Le ricostruzioni dell’evasione di massa dal carcere di Abu Ghraib sono impressionanti. Secondo Reuters i detenuti hanno dato fuoco a dei vestiti e hanno iniziato una rivolta nelle celle della prigione. Le telecamere di sorveglianza interne sono state messe fuori uso dalle stesse guardie carcerarie, e i residenti della zona circostante erano stati avvertiti due giorni prima che ci sarebbe stato l’assalto. Da fuori i militanti qaedisti hanno attaccato la struttura con delle granate, mentre un uomo ha guidato un veicolo fin contro il cancello principale facendosi esplodere. Le forze di sicurezza, con l’aiuto di diversi elicotteri militari, hanno ripreso il controllo della prigione solo la mattina seguente, quando però più di 500 detenuti erano scappati, e tra questi diversi importanti militanti di al Qaida.

Brutti segnali
Negli ultimi anni, specie con l’inizio della strategia statunitense in Iraq del “surge” – basata su un aumento del numero di soldati americani e una loro maggiore collaborazione con la popolazione locale – le cose sembravano andare meglio. L’Iraq sembrava in qualche modo normalizzarsi, gli attentati si verificavano a cadenza di qualche settimana, il numero dei morti scendeva e la produzione di petrolio stava aumentando. Durante il “surge” i soldati statunitensi avevano collaborato con le autorità locali per creare alcune milizie sunnite, le cosiddette “Sahwa”, che erano impegnate a cacciare al Qaida da alcune province del paese in cui i terroristi erano piuttosto forti, come nelle regioni nord-occidentali. Il ritiro dei soldati statunitensi si è concluso alla fine del 2011, dopo che – almeno sulla carta – era terminata anche la fase di addestramento delle forze di sicurezza irachene.

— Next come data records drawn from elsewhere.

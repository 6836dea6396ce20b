//! Party business logic - Registration and lookup of supply-chain holders.

use crate::{
    entities::{Party, party, party::PartyRole},
    errors::{Error, Result},
};
use sea_orm::{QueryOrder, Set, prelude::*};
use serde::Deserialize;
use tracing::{info, instrument};

/// Input for registering a party.
#[derive(Debug, Clone, Deserialize)]
pub struct NewParty {
    /// Display name
    pub name: String,
    /// Role in the chain
    pub role: PartyRole,
    /// Contact email
    #[serde(default)]
    pub email: Option<String>,
    /// Address or city
    #[serde(default)]
    pub location: Option<String>,
}

/// Registers a new party after checking that its name is not blank.
#[instrument(skip(db))]
pub async fn create_party<C>(db: &C, new_party: NewParty) -> Result<party::Model>
where
    C: ConnectionTrait,
{
    let name = new_party.name.trim();
    if name.is_empty() {
        return Err(Error::validation("Party name cannot be empty"));
    }

    let party = party::ActiveModel {
        name: Set(name.to_string()),
        role: Set(new_party.role),
        email: Set(new_party.email),
        location: Set(new_party.location),
        created_at: Set(chrono::Utc::now()),
        ..Default::default()
    }
    .insert(db)
    .await?;

    info!("Registered {} '{}' (id {})", party.role, party.name, party.id);
    Ok(party)
}

/// Finds a party by id, returning None if it does not exist.
pub async fn get_party<C>(db: &C, party_id: i64) -> Result<Option<party::Model>>
where
    C: ConnectionTrait,
{
    Party::find_by_id(party_id).one(db).await.map_err(Into::into)
}

/// Finds a party by id, failing with `NotFound` if it does not exist.
pub async fn require_party<C>(db: &C, party_id: i64) -> Result<party::Model>
where
    C: ConnectionTrait,
{
    get_party(db, party_id)
        .await?
        .ok_or_else(|| Error::not_found("Party", party_id))
}

/// Finds a party by its exact name.
pub async fn get_party_by_name<C>(db: &C, name: &str) -> Result<Option<party::Model>>
where
    C: ConnectionTrait,
{
    Party::find()
        .filter(party::Column::Name.eq(name))
        .one(db)
        .await
        .map_err(Into::into)
}

/// Lists all parties with the given role, ordered by name.
pub async fn list_parties_by_role<C>(db: &C, role: PartyRole) -> Result<Vec<party::Model>>
where
    C: ConnectionTrait,
{
    Party::find()
        .filter(party::Column::Role.eq(role))
        .order_by_asc(party::Column::Name)
        .all(db)
        .await
        .map_err(Into::into)
}
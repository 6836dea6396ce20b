//! Medicine business logic - The products manufacturers make batches of.

use crate::{
    core::party,
    entities::{Medicine, medicine, party::PartyRole},
    errors::{Error, Result},
};
use sea_orm::{QueryOrder, Set, prelude::*};
use tracing::{info, instrument};

/// Registers a medicine for a manufacturer.
///
/// The manufacturer must exist and hold the manufacturer role.
#[instrument(skip(db))]
pub async fn create_medicine<C>(
    db: &C,
    manufacturer_id: i64,
    name: &str,
    generic_name: Option<String>,
    description: Option<String>,
) -> Result<medicine::Model>
where
    C: ConnectionTrait,
{
    let name = name.trim();
    if name.is_empty() {
        return Err(Error::validation("Medicine name cannot be empty"));
    }

    let manufacturer = party::require_party(db, manufacturer_id).await?;
    if manufacturer.role != PartyRole::Manufacturer {
        return Err(Error::validation(format!(
            "Party {} is a {}, not a manufacturer",
            manufacturer.name, manufacturer.role
        )));
    }

    let medicine = medicine::ActiveModel {
        name: Set(name.to_string()),
        generic_name: Set(generic_name),
        manufacturer_id: Set(manufacturer_id),
        description: Set(description),
        created_at: Set(chrono::Utc::now()),
        ..Default::default()
    }
    .insert(db)
    .await?;

    info!("Registered medicine '{}' for {}", medicine.name, manufacturer.name);
    Ok(medicine)
}

/// Finds a medicine by id, failing with `NotFound` if it does not exist.
pub async fn require_medicine<C>(db: &C, medicine_id: i64) -> Result<medicine::Model>
where
    C: ConnectionTrait,
{
    Medicine::find_by_id(medicine_id)
        .one(db)
        .await?
        .ok_or_else(|| Error::not_found("Medicine", medicine_id))
}

/// Finds a manufacturer's medicine by name.
pub async fn get_medicine_by_name<C>(
    db: &C,
    manufacturer_id: i64,
    name: &str,
) -> Result<Option<medicine::Model>>
where
    C: ConnectionTrait,
{
    Medicine::find()
        .filter(medicine::Column::ManufacturerId.eq(manufacturer_id))
        .filter(medicine::Column::Name.eq(name))
        .one(db)
        .await
        .map_err(Into::into)
}

/// Lists a manufacturer's medicines alphabetically.
pub async fn list_medicines_for_manufacturer<C>(
    db: &C,
    manufacturer_id: i64,
) -> Result<Vec<medicine::Model>>
where
    C: ConnectionTrait,
{
    Medicine::find()
        .filter(medicine::Column::ManufacturerId.eq(manufacturer_id))
        .order_by_asc(medicine::Column::Name)
        .all(db)
        .await
        .map_err(Into::into)
}

#[cfg(test)]
mod tests {
    #![allow(clippy::unwrap_used)]
    use super::*;
    use crate::test_utils::*;

    #[tokio::test]
    async fn test_create_medicine_requires_manufacturer() -> Result<()> {
        let db = setup_test_db().await?;
        let retailer = create_test_party(&db, "Corner Chemist", PartyRole::Retailer).await?;

        let result = create_medicine(&db, retailer.id, "Paracetamol 500", None, None).await;
        assert!(matches!(result.unwrap_err(), Error::Validation { .. }));

        let result = create_medicine(&db, 999, "Paracetamol 500", None, None).await;
        assert!(matches!(result.unwrap_err(), Error::NotFound { .. }));

        Ok(())
    }

    #[tokio::test]
    async fn test_create_and_list_medicines() -> Result<()> {
        let db = setup_test_db().await?;
        let maker = create_test_party(&db, "Acme Pharma", PartyRole::Manufacturer).await?;

        create_medicine(&db, maker.id, "Zincovit", None, None).await?;
        let para = create_medicine(
            &db,
            maker.id,
            "Calpol",
            Some("Paracetamol".to_string()),
            None,
        )
        .await?;

        let found = get_medicine_by_name(&db, maker.id, "Calpol").await?.unwrap();
        assert_eq!(found, para);

        let listed = list_medicines_for_manufacturer(&db, maker.id).await?;
        assert_eq!(listed.len(), 2);
        assert_eq!(listed[0].name, "Calpol");

        Ok(())
    }
}
//! Entity module - Contains all SeaORM entity definitions for the database.
//! These entities represent the database tables and their relationships.
//! Each entity has a Model struct for data and an Entity struct for operations.

pub mod batch;
pub mod inventory;
pub mod invoice;
pub mod medicine;
pub mod movement;
pub mod order;
pub mod order_item;
pub mod party;
pub mod recall;
pub mod sales_record;
pub mod shipment;
pub mod shipment_item;
pub mod unit;
pub mod unit_transfer;

// Re-export specific types to avoid conflicts
pub use batch::{Column as BatchColumn, Entity as Batch, Model as BatchModel};
pub use inventory::{Column as InventoryColumn, Entity as Inventory, Model as InventoryModel};
pub use invoice::{Column as InvoiceColumn, Entity as Invoice, Model as InvoiceModel};
pub use medicine::{Column as MedicineColumn, Entity as Medicine, Model as MedicineModel};
pub use movement::{Column as MovementColumn, Entity as Movement, Model as MovementModel};
pub use order::{Column as OrderColumn, Entity as Order, Model as OrderModel};
pub use order_item::{Column as OrderItemColumn, Entity as OrderItem, Model as OrderItemModel};
pub use party::{Column as PartyColumn, Entity as Party, Model as PartyModel};
pub use recall::{Column as RecallColumn, Entity as Recall, Model as RecallModel};
pub use sales_record::{
    Column as SalesRecordColumn, Entity as SalesRecord, Model as SalesRecordModel,
};
pub use shipment::{Column as ShipmentColumn, Entity as Shipment, Model as ShipmentModel};
pub use shipment_item::{
    Column as ShipmentItemColumn, Entity as ShipmentItem, Model as ShipmentItemModel,
};
pub use unit::{Column as UnitColumn, Entity as Unit, Model as UnitModel};
pub use unit_transfer::{
    Column as UnitTransferColumn, Entity as UnitTransfer, Model as UnitTransferModel,
};
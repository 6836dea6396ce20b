//! Batch business logic - Creating a lot together with its traceable units.
//!
//! Creating a batch writes the batch row, one unit per strip and the root
//! movement of the batch's distribution tree inside a single database
//! transaction. If any step fails nothing is persisted.

use crate::{
    context::RequestContext,
    core::{medicine, movement, party, unit},
    entities::{Batch, batch, movement::MovementRole, party::PartyRole},
    errors::{Error, Result},
};
use chrono::NaiveDate;
use sea_orm::{QueryOrder, Set, TransactionTrait, prelude::*};
use serde::Deserialize;
use tracing::{info, instrument};

/// Input for creating a batch.
#[derive(Debug, Clone, Deserialize)]
pub struct NewBatch {
    /// Lot number printed on the pack, unique across the system
    pub batch_number: String,
    /// Medicine the batch is made of
    pub medicine_id: i64,
    /// Date the batch was produced
    pub manufacture_date: NaiveDate,
    /// Date the batch expires, after the manufacture date
    pub expiry_date: NaiveDate,
    /// Wholesale price per strip
    pub price_per_unit: f64,
    /// Maximum retail price per strip
    pub mrp: f64,
    /// Number of strips produced; one unit is created per strip
    pub total_strips: i64,
}

impl NewBatch {
    fn validate(&self) -> Result<()> {
        if self.batch_number.trim().is_empty() {
            return Err(Error::validation("Batch number cannot be empty"));
        }
        if self.total_strips <= 0 {
            return Err(Error::validation(format!(
                "Total strips must be positive, got {}",
                self.total_strips
            )));
        }
        if self.expiry_date <= self.manufacture_date {
            return Err(Error::validation(
                "Expiry date must be after the manufacture date",
            ));
        }
        if !self.price_per_unit.is_finite() || self.price_per_unit < 0.0 {
            return Err(Error::validation(format!(
                "Invalid price per unit: {}",
                self.price_per_unit
            )));
        }
        if !self.mrp.is_finite() || self.mrp < self.price_per_unit {
            return Err(Error::validation(format!(
                "MRP {} must be a number no lower than the price per unit {}",
                self.mrp, self.price_per_unit
            )));
        }
        Ok(())
    }
}

/// Creates a batch, its units and the root movement for the calling manufacturer.
///
/// # Errors
/// * `Validation` - bad input or duplicate batch number
/// * `Unauthorized` - caller is not a manufacturer or does not make the medicine
/// * `NotFound` - the manufacturer or medicine does not exist
#[instrument(skip(db))]
pub async fn create_batch(
    db: &DatabaseConnection,
    ctx: &RequestContext,
    new_batch: NewBatch,
) -> Result<batch::Model> {
    new_batch.validate()?;
    ctx.require_role(PartyRole::Manufacturer)?;

    let txn = db.begin().await?;

    let manufacturer = party::require_party(&txn, ctx.party_id).await?;
    let medicine = medicine::require_medicine(&txn, new_batch.medicine_id).await?;
    if medicine.manufacturer_id != manufacturer.id {
        return Err(Error::unauthorized(format!(
            "{} does not manufacture {}",
            manufacturer.name, medicine.name
        )));
    }

    let batch_number = new_batch.batch_number.trim().to_string();
    if get_batch_by_number(&txn, &batch_number).await?.is_some() {
        return Err(Error::validation(format!(
            "Batch number {batch_number} already exists"
        )));
    }

    let batch = batch::ActiveModel {
        batch_number: Set(batch_number),
        medicine_id: Set(medicine.id),
        manufacturer_id: Set(manufacturer.id),
        manufacture_date: Set(new_batch.manufacture_date),
        expiry_date: Set(new_batch.expiry_date),
        price_per_unit: Set(new_batch.price_per_unit),
        mrp: Set(new_batch.mrp),
        total_strips: Set(new_batch.total_strips),
        current_stock: Set(new_batch.total_strips),
        recalled: Set(false),
        created_at: Set(chrono::Utc::now()),
        ..Default::default()
    }
    .insert(&txn)
    .await?;

    let units = unit::create_units(&txn, &batch).await?;

    movement::record_movement(
        &txn,
        movement::NewMovement {
            batch_id: batch.id,
            sender_id: None,
            sender_name: None,
            receiver_id: Some(manufacturer.id),
            receiver_name: Some(manufacturer.name.clone()),
            role: MovementRole::Manufacturer,
            quantity: batch.total_strips,
            status: movement::STATUS_MANUFACTURED.to_string(),
            location: manufacturer.location.clone(),
        },
    )
    .await?;

    txn.commit().await?;

    info!(
        "Created batch {} of {} with {} units",
        batch.batch_number, medicine.name, units
    );
    Ok(batch)
}

/// Moves a batch's expiry date. Only the owning manufacturer may do this.
#[instrument(skip(db))]
pub async fn update_batch_expiry(
    db: &DatabaseConnection,
    ctx: &RequestContext,
    batch_id: i64,
    expiry_date: NaiveDate,
) -> Result<batch::Model> {
    let batch = require_batch(db, batch_id).await?;
    ctx.require_party(batch.manufacturer_id, "manufacturer of this batch")?;

    if expiry_date <= batch.manufacture_date {
        return Err(Error::validation(
            "Expiry date must be after the manufacture date",
        ));
    }

    let mut active: batch::ActiveModel = batch.into();
    active.expiry_date = Set(expiry_date);
    let updated = active.update(db).await?;

    info!("Batch {} now expires {}", updated.batch_number, expiry_date);
    Ok(updated)
}

/// Finds a batch by id, returning None if it does not exist.
pub async fn get_batch<C>(db: &C, batch_id: i64) -> Result<Option<batch::Model>>
where
    C: ConnectionTrait,
{
    Batch::find_by_id(batch_id).one(db).await.map_err(Into::into)
}

/// Finds a batch by id, failing with `NotFound` if it does not exist.
pub async fn require_batch<C>(db: &C, batch_id: i64) -> Result<batch::Model>
where
    C: ConnectionTrait,
{
    get_batch(db, batch_id)
        .await?
        .ok_or_else(|| Error::not_found("Batch", batch_id))
}

/// Finds a batch by its printed batch number.
pub async fn get_batch_by_number<C>(db: &C, batch_number: &str) -> Result<Option<batch::Model>>
where
    C: ConnectionTrait,
{
    Batch::find()
        .filter(batch::Column::BatchNumber.eq(batch_number))
        .one(db)
        .await
        .map_err(Into::into)
}

/// Lists a manufacturer's batches, newest first.
pub async fn list_batches_for_manufacturer<C>(
    db: &C,
    manufacturer_id: i64,
) -> Result<Vec<batch::Model>>
where
    C: ConnectionTrait,
{
    Batch::find()
        .filter(batch::Column::ManufacturerId.eq(manufacturer_id))
        .order_by_desc(batch::Column::Id)
        .all(db)
        .await
        .map_err(Into::into)
}

/// Fails with `BatchRecalled` if the batch has been recalled.
pub fn ensure_not_recalled(batch: &batch::Model) -> Result<()> {
    if batch.recalled {
        Err(Error::BatchRecalled {
            batch_number: batch.batch_number.clone(),
        })
    } else {
        Ok(())
    }
}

Con l’inizio della guerra in Siria la situazione in Iraq è cambiata di nuovo. Gruppi estremisti sunniti hanno iniziato a riorganizzarsi e al Qaida è tornata a controllare diverse zone del paese, specie quelle al confine con la Siria. Uno dei problemi più grandi sembra essere diventato la corruzione di buona parte delle forze di sicurezza del paese, come dimostra anche l’evasione di massa da Abu Ghraib. Diversi funzionari iracheni hanno spiegato che il numero degli “uomini invisibili” sta crescendo sempre di più: gli “uomini invisibili” sono i soldati che hanno abbandonato la loro unità ma il cui nome è rimasto sul libro paga dell’esercito, in modo che il comandante possa continuare a intascare il loro stipendio.

Il problema in Iraq potrebbe non riguardare solo l’insurrezione dei sunniti, come è stato finora. Diverse milizie sciite, per lo più anti-statunitensi, erano state disarmate e smantellate nel 2008, anche con l’aiuto del governo sciita di al Maliki. Quelle più vicine al religioso Moqtada al Sadr, ha scritto Reuters citando una sua fonte, sono pronte per essere riattivate, nel caso in cui le forze di sicurezza del paese fallissero nella protezione delle comunità sciite irachene.